▶今回のテーマは、中国による台湾侵攻は実際に起こるのかを軍事シミュレーションを交えて検証する回である。政府とのシミュレーション演習を担当してきた元陸上自衛隊陸将が、中国側の視点に立った侵攻シナリオを提示した。最も現実的とされるのは海上封鎖による降伏シナリオで、エネルギー自給率約2%の台湾に天然ガスや石油の輸送を遮断して電力を枯渇させるという。降伏しない場合は航空攻撃と精密誘導ミサイルで叩いた上での上陸作戦となり、その過程で日本の与那国島周辺が制圧される可能性や、追い詰められた場合には国内問題として核使用もありうるという踏み込んだ想定まで語られ、出演者に衝撃を与えた。
台湾有事が起こる確率をめぐって出演者の意見は大きく割れた。エジプト出身のタレントと安全保障の専門家は、習近平氏の続投がかかる2027年、人民解放軍100周年の年をXデーとして確率50%と語った。元陸将は、中国共産党が台湾統一を目標に掲げ武力統一も辞さないと明言している以上、時期の問題であって確率は100%だと述べた。一方、中国出身のジャーナリストは、中国は長いスパンで考えており戦わずして統一するのが狙いで、来年の武力統一などありえないと全否定した。社会学者も、得るものと失うものを考えれば大きな犠牲を出す侵攻はやらないだろうと分析し、そもそも「起きるか起きないか」を50%と答えることに意味はないと指摘した。番組内では、台湾のダム建設に尽力した日本人技術者の銅像の首が切られた事件を例に、中国による認知戦への注意喚起も行われた。

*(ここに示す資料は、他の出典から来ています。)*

//! Wavelength sampling utilities.
//!
//! Every stage of the pipeline carries a wavelength vector (nanometers,
//! strictly increasing). These helpers validate grids and resample spectral
//! curves when a stage boundary introduces a new sampling.

use thiserror::Error;

use crate::math::interp::{interp_linear, InterpError};

/// Errors raised by wavelength grid validation and resampling.
#[derive(Debug, Error)]
pub enum SpectralError {
    #[error("wavelength vector must be strictly increasing")]
    NotAscending,

    #[error("wavelength vector needs at least one sample")]
    Empty,

    #[error("curve has {curve} samples but the wavelength vector has {wavelengths}")]
    LengthMismatch { curve: usize, wavelengths: usize },

    #[error(transparent)]
    Interp(#[from] InterpError),
}

/// Check that a wavelength vector is non-empty and strictly increasing.
pub fn validate_wavelengths(wavelengths: &[f64]) -> Result<(), SpectralError> {
    if wavelengths.is_empty() {
        return Err(SpectralError::Empty);
    }
    for pair in wavelengths.windows(2) {
        if pair[1] <= pair[0] {
            return Err(SpectralError::NotAscending);
        }
    }
    Ok(())
}

/// True when two wavelength grids sample the same points.
pub fn grids_match(a: &[f64], b: &[f64]) -> bool {
    a.len() == b.len() && a.iter().zip(b.iter()).all(|(x, y)| (x - y).abs() < 1e-9)
}

/// Resample a spectral curve onto a new wavelength grid.
///
/// Linear interpolation between samples; queries outside the source grid
/// clamp to the nearest endpoint, so a curve resampled onto a wider grid
/// holds its edge values rather than inventing zeros.
pub fn resample(
    src_wavelengths: &[f64],
    src_values: &[f64],
    dst_wavelengths: &[f64],
) -> Result<Vec<f64>, SpectralError> {
    validate_wavelengths(src_wavelengths)?;
    validate_wavelengths(dst_wavelengths)?;
    if src_wavelengths.len() != src_values.len() {
        return Err(SpectralError::LengthMismatch {
            curve: src_values.len(),
            wavelengths: src_wavelengths.len(),
        });
    }
    if src_wavelengths.len() == 1 {
        return Ok(vec![src_values[0]; dst_wavelengths.len()]);
    }
    Ok(interp_linear(src_wavelengths, src_values, dst_wavelengths)?)
}
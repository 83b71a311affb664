//! 2D convolution used to apply point spread functions to image planes.

use ndarray::{Array2, ArrayView2};

/// Edge handling for [`convolve2d`].
#[derive(Debug, Clone, Copy, PartialEq, Eq)]
pub enum ConvolveMode {
    /// Only compute output where the kernel fully overlaps the input.
    Valid,
    /// Zero-pad so the output has the same shape as the input.
    Same,
}

/// Convolve an image plane with a kernel.
///
/// The kernel is treated as centered on `(ker_rows / 2, ker_cols / 2)`, which
/// is the convention used by the PSF generator: DC-centered kernels produce
/// no spatial shift.
///
/// # Arguments
/// * `image` - Input plane
/// * `kernel` - Convolution kernel (typically a normalized PSF)
/// * `mode` - Edge handling
pub fn convolve2d(image: &ArrayView2<f64>, kernel: &ArrayView2<f64>, mode: ConvolveMode) -> Array2<f64> {
    let (img_rows, img_cols) = image.dim();
    let (ker_rows, ker_cols) = kernel.dim();

    let (out_rows, out_cols) = match mode {
        ConvolveMode::Valid => (
            img_rows.saturating_sub(ker_rows) + 1,
            img_cols.saturating_sub(ker_cols) + 1,
        ),
        ConvolveMode::Same => (img_rows, img_cols),
    };

    if out_rows == 0 || out_cols == 0 {
        return Array2::zeros((0, 0));
    }

    let mut output = Array2::zeros((out_rows, out_cols));

    match mode {
        ConvolveMode::Valid => {
            for i in 0..out_rows {
                for j in 0..out_cols {
                    let mut sum = 0.0;
                    for ki in 0..ker_rows {
                        for kj in 0..ker_cols {
                            sum += image[[i + ki, j + kj]] * kernel[[ki, kj]];
                        }
                    }
                    output[[i, j]] = sum;
                }
            }
        }
        ConvolveMode::Same => {
            let pad_rows = ker_rows / 2;
            let pad_cols = ker_cols / 2;

            for i in 0..out_rows {
                for j in 0..out_cols {
                    let mut sum = 0.0;
                    for ki in 0..ker_rows {
                        for kj in 0..ker_cols {
                            let img_row = i as isize + ki as isize - pad_rows as isize;
                            let img_col = j as isize + kj as isize - pad_cols as isize;
                            if img_row >= 0
                                && img_row < img_rows as isize
                                && img_col >= 0
                                && img_col < img_cols as isize
                            {
                                sum += image[[img_row as usize, img_col as usize]]
                                    * kernel[[ki, kj]];
                            }
                        }
                    }
                    output[[i, j]] = sum;
                }
            }
        }
    }

    output
}
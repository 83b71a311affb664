//! Display transfer functions: scalar exponent or monotone lookup table.

use log::warn;

use crate::math::interp::interp_linear;

use super::RenderError;

/// A gamma lookup table mapping linear values in [0, 1] to encoded values.
///
/// The raw table may come from imperfect calibration data; non-monotone
/// entries are pruned with a warning rather than rejected, then both
/// directions interpolate linearly over the surviving samples.
#[derive(Debug, Clone)]
pub struct GammaTable {
    /// Linear-domain positions of the surviving samples, in [0, 1].
    xs: Vec<f64>,
    /// Encoded values, strictly increasing after repair.
    ys: Vec<f64>,
}

impl GammaTable {
    /// Build a table from uniformly spaced samples over [0, 1].
    pub fn new(values: Vec<f64>) -> Result<Self, RenderError> {
        if values.len() < 2 {
            return Err(RenderError::GammaTableTooSmall(values.len()));
        }

        let n = values.len();
        let mut xs = Vec::with_capacity(n);
        let mut ys = Vec::with_capacity(n);
        let mut pruned = 0usize;
        for (i, &v) in values.iter().enumerate() {
            if ys.last().map_or(true, |&last| v > last) {
                xs.push(i as f64 / (n - 1) as f64);
                ys.push(v);
            } else {
                pruned += 1;
            }
        }
        if pruned > 0 {
            warn!("gamma table repaired: pruned {pruned} non-increasing of {n} entries");
        }
        if ys.len() < 2 {
            return Err(RenderError::GammaTableTooSmall(ys.len()));
        }
        Ok(Self { xs, ys })
    }

    /// Encode a linear value through the table.
    pub fn encode(&self, x: f64) -> f64 {
        interp_linear(&self.xs, &self.ys, &[x]).expect("table axes validated")[0]
    }

    /// Invert the table: encoded value back to linear.
    pub fn decode(&self, y: f64) -> f64 {
        interp_linear(&self.ys, &self.xs, &[y]).expect("table values strictly increasing")[0]
    }
}

/// Display transfer function.
#[derive(Debug, Clone)]
pub enum GammaCurve {
    /// `encode(x) = x^(1/gamma)`.
    Exponent(f64),
    Table(GammaTable),
}

impl GammaCurve {
    pub fn encode(&self, x: f64) -> f64 {
        match self {
            GammaCurve::Exponent(gamma) => x.max(0.0).powf(1.0 / gamma),
            GammaCurve::Table(table) => table.encode(x),
        }
    }

    pub fn decode(&self, y: f64) -> f64 {
        match self {
            GammaCurve::Exponent(gamma) => y.max(0.0).powf(*gamma),
            GammaCurve::Table(table) => table.decode(y),
        }
    }
}
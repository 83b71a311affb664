//! Scene radiance cubes: the input end of the simulation chain.

use ndarray::Array3;
use thiserror::Error;

use crate::spectral::{self, SpectralError};

/// Errors raised when constructing a [`Scene`].
#[derive(Debug, Error)]
pub enum SceneError {
    #[error("radiance cube has {cube} wavelength planes but the wavelength vector has {wavelengths}")]
    WavelengthMismatch { cube: usize, wavelengths: usize },

    #[error("radiance must be non-negative, found {0}")]
    NegativeRadiance(f64),

    #[error(transparent)]
    Spectral(#[from] SpectralError),
}

/// A scene described by spectral radiance leaving each surface point.
///
/// The cube is `(rows, cols, n_wavelengths)` in photons/s/nm per pixel, and
/// is immutable once built: downstream stages produce new arrays rather than
/// writing back into the scene.
#[derive(Debug, Clone)]
pub struct Scene {
    radiance: Array3<f64>,
    wavelengths: Vec<f64>,
    /// Horizontal field of view in degrees, when known.
    pub fov_degrees: Option<f64>,
    /// Distance from the lens to the scene in meters, when known.
    pub distance_m: Option<f64>,
}

impl Scene {
    /// Build a scene from a radiance cube and its wavelength sampling.
    pub fn new(radiance: Array3<f64>, wavelengths: Vec<f64>) -> Result<Self, SceneError> {
        spectral::validate_wavelengths(&wavelengths)?;
        let n_planes = radiance.dim().2;
        if n_planes != wavelengths.len() {
            return Err(SceneError::WavelengthMismatch {
                cube: n_planes,
                wavelengths: wavelengths.len(),
            });
        }
        if let Some(&bad) = radiance.iter().find(|v| **v < 0.0) {
            return Err(SceneError::NegativeRadiance(bad));
        }
        Ok(Self {
            radiance,
            wavelengths,
            fov_degrees: None,
            distance_m: None,
        })
    }

    /// Spatially uniform scene with the same radiance at every pixel and
    /// wavelength. Useful for calibration and testing.
    pub fn uniform(
        rows: usize,
        cols: usize,
        wavelengths: Vec<f64>,
        radiance: f64,
    ) -> Result<Self, SceneError> {
        let cube = Array3::from_elem((rows, cols, wavelengths.len()), radiance);
        Self::new(cube, wavelengths)
    }

    pub fn with_fov(mut self, fov_degrees: f64) -> Self {
        self.fov_degrees = Some(fov_degrees);
        self
    }

    pub fn with_distance(mut self, distance_m: f64) -> Self {
        self.distance_m = Some(distance_m);
        self
    }

    pub fn radiance(&self) -> &Array3<f64> {
        &self.radiance
    }

    pub fn wavelengths(&self) -> &[f64] {
        &self.wavelengths
    }

    /// Spatial shape `(rows, cols)`.
    pub fn shape(&self) -> (usize, usize) {
        let (r, c, _) = self.radiance.dim();
        (r, c)
    }
}

#[cfg(test)]
mod tests {
    use super::*;

    #[test]
    fn uniform_scene_has_expected_shape() {
        let scene = Scene::uniform(4, 6, vec![450.0, 550.0, 650.0], 100.0).unwrap();
        assert_eq!(scene.shape(), (4, 6));
        assert_eq!(scene.wavelengths().len(), 3);
        assert_eq!(scene.radiance()[[2, 3, 1]], 100.0);
    }

    #[test]
    fn rejects_wavelength_mismatch() {
        let cube = Array3::zeros((2, 2, 3));
        assert!(matches!(
            Scene::new(cube, vec![500.0, 600.0]),
            Err(SceneError::WavelengthMismatch { .. })
        ));
    }

    #[test]
    fn rejects_negative_radiance() {
        let mut cube = Array3::zeros((2, 2, 1));
        cube[[0, 1, 0]] = -1.0;
        assert!(matches!(
            Scene::new(cube, vec![550.0]),
            Err(SceneError::NegativeRadiance(_))
        ));
    }

    #[test]
    fn rejects_unsorted_wavelengths() {
        let cube = Array3::zeros((2, 2, 2));
        assert!(Scene::new(cube, vec![600.0, 500.0]).is_err());
    }
}
//! Off-axis relative illumination at the image plane.

use ndarray::Array2;

/// When the image distance exceeds the image diagonal by this ratio, the
/// cos^4 approximation replaces the exact pupil integral. Cross-validation
/// data depends on the exact value; override through
/// [`PropagateOptions::exact_falloff_ratio`](super::PropagateOptions).
pub const COS4TH_EXACT_RATIO: f64 = 10.0;

/// Relative irradiance falloff across an `rows x cols` image sampled every
/// `spacing_m` meters, for a lens of the given f-number focused at
/// `image_distance_m`.
///
/// Uses the exact circular-pupil formula when
/// `image_distance / image_diagonal < exact_ratio`, otherwise the cos^4
/// approximation. On-axis response is 1 in both branches.
pub fn off_axis_falloff(
    rows: usize,
    cols: usize,
    spacing_m: f64,
    image_distance_m: f64,
    f_number: f64,
    exact_ratio: f64,
) -> Array2<f64> {
    let cy = (rows as f64 - 1.0) / 2.0;
    let cx = (cols as f64 - 1.0) / 2.0;
    let diagonal =
        ((rows as f64 * spacing_m).powi(2) + (cols as f64 * spacing_m).powi(2)).sqrt();

    let use_exact = diagonal > 0.0 && image_distance_m / diagonal < exact_ratio;

    if use_exact {
        // Irradiance from a circular exit pupil seen from an off-axis image
        // point, normalized to the on-axis value.
        let a = 1.0 / (2.0 * f_number);
        let a2 = a * a;
        let on_axis = 2.0 * a2 / (1.0 + a2);
        Array2::from_shape_fn((rows, cols), |(i, j)| {
            let x = (j as f64 - cx) * spacing_m;
            let y = (i as f64 - cy) * spacing_m;
            let rho2 = (x * x + y * y) / (image_distance_m * image_distance_m);
            let denom = (rho2 * rho2 + 2.0 * rho2 * (1.0 - a2) + (1.0 + a2).powi(2)).sqrt();
            let value = 1.0 - (1.0 + rho2 - a2) / denom;
            value / on_axis
        })
    } else {
        Array2::from_shape_fn((rows, cols), |(i, j)| {
            let x = (j as f64 - cx) * spacing_m;
            let y = (i as f64 - cy) * spacing_m;
            let cos_theta =
                image_distance_m / (x * x + y * y + image_distance_m * image_distance_m).sqrt();
            cos_theta.powi(4)
        })
    }
}
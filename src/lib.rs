//! Radiometric camera simulation.
//!
//! This crate models the image-formation chain of a digital camera: scene
//! radiance passes through a lens (OTF/PSF blur plus off-axis falloff), is
//! transduced by a sensor with a color-filter mosaic and electronic noise,
//! and is reconstructed into a displayable RGB image.
//!
//! Stages are pure functions over in-memory arrays and can be run
//! individually or composed through [`camera::Camera`]:
//!
//! Scene (radiance) -> [`optics::propagate`] -> OpticalImage (irradiance)
//! -> [`sensor::compute`] -> SensorFrame (voltage)
//! -> [`render::RenderPipeline`] -> RenderedImage (device RGB).

pub mod camera;
pub mod math;
pub mod optics;
pub mod render;
pub mod scene;
pub mod sensor;
pub mod spectral;

// Re-exports for easier access
pub use camera::{BurstMode, BurstSource, Camera, CameraError, CameraInput, Stage};
pub use optics::{
    compute_otf, otf_to_psf, propagate, psf_to_otf, FrequencySupport, OpticalImage, Optics,
    OpticsError, OpticsModel, PropagateOptions,
};
pub use render::{
    demosaic, illuminant_correct, ColorTransform, DemosaicMethod, GammaCurve, GammaTable,
    IlluminantCorrection, RenderError, RenderPipeline, RenderedImage,
};
pub use scene::{Scene, SceneError};
pub use sensor::{
    auto_exposure, CfaChannel, CfaPattern, NoiseParams, SensorConfig, SensorError, SensorFrame,
};
//! Conversions between optical transfer functions and point spread
//! functions.

use ndarray::Array2;
use rustfft::num_complex::Complex;

use crate::math::fft2::{fft2, fftshift, ifft2, ifftshift};

/// Convert a DC-centered OTF plane into an energy-normalized PSF.
///
/// The returned kernel is DC-centered (peak at the middle for a
/// non-pathological OTF) and rescaled to sum to 1 so that applying it
/// conserves image energy.
pub fn otf_to_psf(otf: &Array2<f64>) -> Array2<f64> {
    let unshifted = ifftshift(otf);
    let complex = unshifted.mapv(|v| Complex::new(v, 0.0));
    let spatial = ifft2(&complex);
    let real = spatial.mapv(|c| c.re);
    let mut centered = fftshift(&real);

    let total = centered.sum();
    if total != 0.0 {
        centered.mapv_inplace(|v| v / total);
    }
    centered
}

/// Convert a DC-centered PSF back into a DC-centered OTF plane.
///
/// The imaginary part of the transform is dropped; PSFs produced by
/// [`otf_to_psf`] from real symmetric OTFs transform back to real planes.
pub fn psf_to_otf(psf: &Array2<f64>) -> Array2<f64> {
    let unshifted = ifftshift(psf);
    let complex = unshifted.mapv(|v| Complex::new(v, 0.0));
    let freq = fft2(&complex);
    fftshift(&freq.mapv(|c| c.re))
}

後半は台湾有事を起こさせないための方策が議論され、米ソ冷戦が戦争に至らなかったのは双方の備えが固かったからだとして、抑止力の強化で意見が collected した。「机の上で握手しながら机の下では拳を握る」外交が必要だという元陸将の言葉や、核保有の議論自体を封じるべきではないという主張、シェルター普及率0.02%という日本の備えの遅れも指摘された。タレントが「中国ははっきり言って敵国だ」と発言すると、社会学者が「影響力への自覚を持つべきだ」とたしなめ、激しい応酬に発展した。戦争が嫌だから何もしないのでは防げない、という司会者の締めの言葉が印象的な回である。
この回は、「台湾有事」の話だよ。台湾有事というのは、中国が台湾を武力で自分の国にしようとして、争いが起きるかもしれないことを指す言葉なんだ。番組では、元自衛隊のえらい人が、もし中国が攻めるとしたらどうやるかを地図を使ってくわしく説明したよ。船で台湾を囲んで、電気のもとになる燃料が入ってこないようにする作戦が一番ありそうなんだって。
「起きる確率は100%。いつかは必ず起きる」と話す専門家もいれば、「中国は長い時間をかけて戦わずに仲間にしたいと思っているから、攻めることはない」と話す中国出身の記者さんもいて、意見は真っぷたつに分かれたんだ。でも、「戦争を起こさせないためには、ちゃんと備えて相手に攻めさせない力、抑止力が大事だ」という点では多くの人がうなずいていたよ。
戦争は絶対に起きてほしくないよね。でも「嫌だから考えない」だと、防ぐこともできないのかもしれない。あなたは、戦争を起こさせないために日本は何をしておくべきだと思う?